2020-29-11 Jean Louis wrote:
* Maxim Nikulin [2020-11-28 18:52]:

Any viewer should have option to quickly construct a hyperlink and
store it somewhere with its annotation and other meta data so that
such can be reused by any other program.

Xpdf do not have option to construct hyperlink, it allows to execute arbitrary command (if context matches) and pass some parameters using substitutions. It is enough e.g. to copy target of the link, to do something with page number (construct hyperlink to this page). Maybe selection region could be passed to pdftotext to extract selection text that could be inserted to a note.

Surprisingly PDF viewers built in into browser have fences preventing access of browser extensions to the text content. I did not expect such limitations. There are extensions that offer translation of text selected in PDF files however. It seems they use bundled pdf.js to replace built-in viewer. Unsure that JS working with PDF file runs in proper security context. I expected a robust way for integration with note taking applications.

De facto, extensions should communicate with HTTP servers, to
protect users, access to filesystem is not allowed any more.

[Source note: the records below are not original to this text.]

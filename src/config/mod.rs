//! Configuration types for the Mollie API client.
//!
//! This module provides the configuration types used to initialize the
//! client and tune its transport and pagination behaviour.
//!
//! # Overview
//!
//! The main types in this module are:
//!
//! - [`MollieConfig`]: The main configuration struct holding all client settings
//! - [`MollieConfigBuilder`]: A builder for constructing [`MollieConfig`] instances
//! - [`Credentials`]: Either an API key or an OAuth access token
//! - [`ApiKey`] / [`AccessToken`]: Validated secrets with masked debug output
//! - [`ApiEndpoint`]: The validated base URL resource paths are resolved against
//!
//! # Example
//!
//! ```rust
//! use mollie_api::{ApiKey, MollieConfig};
//!
//! let config = MollieConfig::builder()
//!     .api_key(ApiKey::new("test_dHar4XY7LxsDOtmnkVtjNVWXLSlXsM").unwrap())
//!     .version_strings(["MyShop/1.2.0"])
//!     .build()
//!     .unwrap();
//!
//! assert!(!config.credentials().is_oauth());
//! ```

mod newtypes;

pub use newtypes::{AccessToken, ApiEndpoint, ApiKey};

use crate::clients::RetryPolicy;
use crate::error::ConfigError;
use crate::pagination::PageLimits;

/// The secret used to authenticate requests.
#[derive(Clone, Debug, PartialEq, Eq)]
pub enum Credentials {
    /// An organization or profile API key.
    ApiKey(ApiKey),
    /// An OAuth access token.
    AccessToken(AccessToken),
}

impl Credentials {
    /// Returns the bearer token value.
    #[must_use]
    pub fn bearer(&self) -> &str {
        match self {
            Self::ApiKey(key) => key.as_ref(),
            Self::AccessToken(token) => token.as_ref(),
        }
    }

    /// Returns `true` when authenticating with an OAuth access token.
    #[must_use]
    pub const fn is_oauth(&self) -> bool {
        matches!(self, Self::AccessToken(_))
    }
}

/// Configuration for the Mollie API client.
///
/// # Thread Safety
///
/// `MollieConfig` is `Clone`, `Send`, and `Sync`, making it safe to share
/// across threads and async tasks.
#[derive(Clone, Debug)]
pub struct MollieConfig {
    credentials: Credentials,
    api_endpoint: ApiEndpoint,
    version_strings: Vec<String>,
    page_limits: PageLimits,
    retry_policy: RetryPolicy,
}

impl MollieConfig {
    /// Creates a new builder for constructing a `MollieConfig`.
    #[must_use]
    pub fn builder() -> MollieConfigBuilder {
        MollieConfigBuilder::new()
    }

    /// Returns the configured credentials.
    #[must_use]
    pub const fn credentials(&self) -> &Credentials {
        &self.credentials
    }

    /// Returns the API endpoint.
    #[must_use]
    pub const fn api_endpoint(&self) -> &ApiEndpoint {
        &self.api_endpoint
    }

    /// Returns the extra `User-Agent` tokens.
    #[must_use]
    pub fn version_strings(&self) -> &[String] {
        &self.version_strings
    }

    /// Returns the page sizing limits used by lazy sequences.
    #[must_use]
    pub const fn page_limits(&self) -> &PageLimits {
        &self.page_limits
    }

    /// Returns the retry policy applied to every logical request.
    #[must_use]
    pub const fn retry_policy(&self) -> &RetryPolicy {
        &self.retry_policy
    }
}

// Verify MollieConfig is Send + Sync at compile time
const _: fn() = || {
    const fn assert_send_sync<T: Send + Sync>() {}
    assert_send_sync::<MollieConfig>();
};

/// Builder for constructing [`MollieConfig`] instances.
///
/// Exactly one of `api_key` or `access_token` is required.
///
/// # Defaults
///
/// - `api_endpoint`: [`ApiEndpoint::DEFAULT`]
/// - `version_strings`: empty
/// - `page_limits`: [`PageLimits::default`] (128 / 250 / 5)
/// - `retry_policy`: [`RetryPolicy::default`] (3 attempts, 2 second delay)
#[derive(Debug, Default)]
pub struct MollieConfigBuilder {
    api_key: Option<ApiKey>,
    access_token: Option<AccessToken>,
    api_endpoint: Option<ApiEndpoint>,
    version_strings: Vec<String>,
    page_limits: Option<PageLimits>,
    retry_policy: Option<RetryPolicy>,
}

impl MollieConfigBuilder {
    /// Creates a new builder with default values.
    #[must_use]
    pub fn new() -> Self {
        Self::default()
    }

    /// Authenticates with an API key.
    #[must_use]
    pub fn api_key(mut self, key: ApiKey) -> Self {
        self.api_key = Some(key);
        self
    }

    /// Authenticates with an OAuth access token.
    #[must_use]
    pub fn access_token(mut self, token: AccessToken) -> Self {
        self.access_token = Some(token);
        self
    }

    /// Sets the API endpoint.
    #[must_use]
    pub fn api_endpoint(mut self, endpoint: ApiEndpoint) -> Self {
        self.api_endpoint = Some(endpoint);
        self
    }

    /// Adds extra `User-Agent` tokens such as `"MyShop/1.2.0"`.
    ///
    /// Whitespace inside a token is stripped; empty tokens are ignored.
    #[must_use]
    pub fn version_strings<I, S>(mut self, tokens: I) -> Self
    where
        I: IntoIterator<Item = S>,
        S: AsRef<str>,
    {
        self.version_strings.extend(
            tokens
                .into_iter()
                .map(|token| token.as_ref().split_whitespace().collect::<String>())
                .filter(|token| !token.is_empty()),
        );
        self
    }

    /// Sets the page sizing limits.
    #[must_use]
    pub const fn page_limits(mut self, limits: PageLimits) -> Self {
        self.page_limits = Some(limits);
        self
    }

    /// Sets the retry policy.
    #[must_use]
    pub const fn retry_policy(mut self, policy: RetryPolicy) -> Self {
        self.retry_policy = Some(policy);
        self
    }

    /// Builds the [`MollieConfig`].
    ///
    /// # Errors
    ///
    /// Returns [`ConfigError::MissingCredentials`] when no credential is set and
    /// [`ConfigError::ConflictingCredentials`] when both are set.
    pub fn build(self) -> Result<MollieConfig, ConfigError> {
        let credentials = match (self.api_key, self.access_token) {
            (Some(key), None) => Credentials::ApiKey(key),
            (None, Some(token)) => Credentials::AccessToken(token),
            (None, None) => return Err(ConfigError::MissingCredentials),
            (Some(_), Some(_)) => return Err(ConfigError::ConflictingCredentials),
        };

        Ok(MollieConfig {
            credentials,
            api_endpoint: self.api_endpoint.unwrap_or_default(),
            version_strings: self.version_strings,
            page_limits: self.page_limits.unwrap_or_default(),
            retry_policy: self.retry_policy.unwrap_or_default(),
        })
    }
}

Alright, only if it would be that secure, then this type of advise
would not be there:

How to Run a More Secure Browser
https://www.dragonflybsd.org/docs/handbook/RunSecureBrowser/

Just one problem, if one uses a browser extension that works with local files then he have content accessible by extensions. Another extension could do something bad with such files. Mozilla XUL extensions were very powerful and had access to file system. It is impossible to ensure that there is no malicious extensions in the add-on catalog. XUL was dropped, chrome extension API has been adopted. File system is protected against bad extensions, extensions have to keep user data on some server. Only local files are protected, security model for requests to remote servers is quite poor. It is funny, that attempts to allow web applications to work with local files are not stopped, unsure if I have heard about this particular proposal earlier or it is another one: https://web.dev/file-system-access/

In the previous message I was writing about very specific problem: extension author could put code that steal files or ruin them. To solve it, extension developers were force to store user content on a remote server instead of local files. I do not think it is significantly safer.

And finally, running browser under a different user is likely not enough. Browser for working with "external" resources should be isolated from home or office network (network namespace, container, virtual machine). There are enough web sites that checks which ports are open at least on the localhost. Local network could be scanned through browser as well.

In principle, any paragraph could be addressed using
XPath
https://developer.mozilla.org/en-US/docs/Web/XPath/Introduction_to_using_XPath_in_JavaScript
but it is extremely fragile since link will be likely invalid after
web site redesign or modification of the text.

...
 From the above link on XPath I have not figured out yet how to
generate a hyperlink to specific paragraph. I may spend days until I
figure it out.

Page inspector in developer tools has a context menu entry to copy XPath to particular element. Likely you will prefer to generate link in a more smart and stable way, e,g, by looking for an element with id attribute nearby and construct a link relative to it. Maybe it is possible to implement protocol handler for custom scheme with XPath references
https://developer.mozilla.org/en-US/docs/Web/API/Navigator/registerProtocolHandler

My surprise was
big when I realized that Org is there with features to manage tasks
but does not offer feature to "send the task".

In my opinion, you have demonstrated that emacs and org mode are powerful enough to allow users to implement rather specific workflow with a quite small piece of code. It may be a dedicated package but I do not think it worth including such features to the base set. Docs will be longer than the code. Personally, I would expect export-based solution that strips comments, takes email addresses from some properties and saves messages to the draft folder for review before sending them.